Copy every record below, exactly as written.
********
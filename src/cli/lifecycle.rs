//! Install, activate and clear command handlers.

use anyhow::{Context, Result};

use offline_proxy::lifecycle::{Command, CommandOutcome};
use offline_proxy::{Config, OfflineProxy};

/// Populate the current version's stores.
pub(crate) async fn cmd_install(config: Config) -> Result<()> {
    let proxy = OfflineProxy::from_config(config)
        .await
        .context("Failed to open stores")?;
    let report = proxy.lifecycle().install().await?;

    println!("Installed version {}", report.version);
    for population in [&report.shell, &report.libraries] {
        println!(
            "  {}: {} stored, {} failed",
            population.store,
            population.stored.len(),
            population.failed.len()
        );
        for failure in &population.failed {
            println!("    ! {} ({})", failure.url, failure.reason);
        }
    }
    proxy.shutdown().await;
    Ok(())
}

/// Install (idempotent), then garbage-collect stale versions.
pub(crate) async fn cmd_activate(config: Config) -> Result<()> {
    let proxy = OfflineProxy::from_config(config)
        .await
        .context("Failed to open stores")?;
    let (installed, activated) = proxy
        .start()
        .await
        .context("Lifecycle task failed")??;

    let failed = installed.shell.failed.len() + installed.libraries.failed.len();
    println!("Version {} is active", activated.version);
    if failed > 0 {
        println!("  {} asset(s) could not be stored", failed);
    }
    if activated.deleted.is_empty() {
        println!("  No stale stores");
    } else {
        for name in &activated.deleted {
            println!("  Deleted {}", name);
        }
    }
    proxy.shutdown().await;
    Ok(())
}

/// Delete every store.
pub(crate) async fn cmd_clear(config: Config) -> Result<()> {
    let proxy = OfflineProxy::from_config(config)
        .await
        .context("Failed to open stores")?;
    let deleted = if proxy.resume().await? {
        match proxy.handle_message(Command::ClearCache).await? {
            CommandOutcome::CacheCleared(report) => report.deleted,
            CommandOutcome::SkipWaiting => Vec::new(),
        }
    } else {
        proxy.storage().delete_all().await?
    };

    if deleted.is_empty() {
        println!("No stores to delete");
    } else {
        println!("Deleted {} store(s):", deleted.len());
        for name in deleted {
            println!("  {}", name);
        }
    }
    proxy.shutdown().await;
    Ok(())
}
********
Written response:
filename src/cli/lifecycle.rs
//! Install, activate and clear command handlers.

use anyhow::{Context, Result};

use offline_proxy::lifecycle::{Command, CommandOutcome};
use offline_proxy::{Config, OfflineProxy};

/// Populate the current version's stores.
pub(crate) async fn cmd_install(config: Config) -> Result<()> {
    let proxy = OfflineProxy::from_config(config)
        .await
        .context("Failed to open stores")?;
    let report = proxy.lifecycle().install().await?;

    println!("Installed version {}", report.version);
    for population in [&report.shell, &report.libraries] {
        println!(
            "  {}: {} stored, {} failed",
            population.store,
            population.stored.len(),
            population.failed.len()
        );
        for failure in &population.failed {
            println!("    ! {} ({})", failure.url, failure.reason);
        }
    }
    proxy.shutdown().await;
    Ok(())
}

/// Install (idempotent), then garbage-collect stale versions.
pub(crate) async fn cmd_activate(config: Config) -> Result<()> {
    let proxy = OfflineProxy::from_config(config)
        .await
        .context("Failed to open stores")?;
    let (installed, activated) = proxy
        .start()
        .await
        .context("Lifecycle task failed")??;

    let failed = installed.shell.failed.len() + installed.libraries.failed.len();
    println!("Version {} is active", activated.version);
    if failed > 0 {
        println!("  {} asset(s) could not be stored", failed);
    }
    if activated.deleted.is_empty() {
        println!("  No stale stores");
    } else {
        for name in &activated.deleted {
            println!("  Deleted {}", name);
        }
    }
    proxy.shutdown().await;
    Ok(())
}

/// Delete every store.
pub(crate) async fn cmd_clear(config: Config) -> Result<()> {
    let proxy = OfflineProxy::from_config(config)
        .await
        .context("Failed to open stores")?;
    let deleted = if proxy.resume().await? {
        match proxy.handle_message(Command::ClearCache).await? {
            CommandOutcome::CacheCleared(report) => report.deleted,
            CommandOutcome::SkipWaiting => Vec::new(),
        }
    } else {
        proxy.storage().delete_all().await?
    };

    if deleted.is_empty() {
        println!("No stores to delete");
    } else {
        println!("Deleted {} store(s):", deleted.len());
        for name in deleted {
            println!("  {}", name);
        }
    }
    proxy.shutdown().await;
    Ok(())
}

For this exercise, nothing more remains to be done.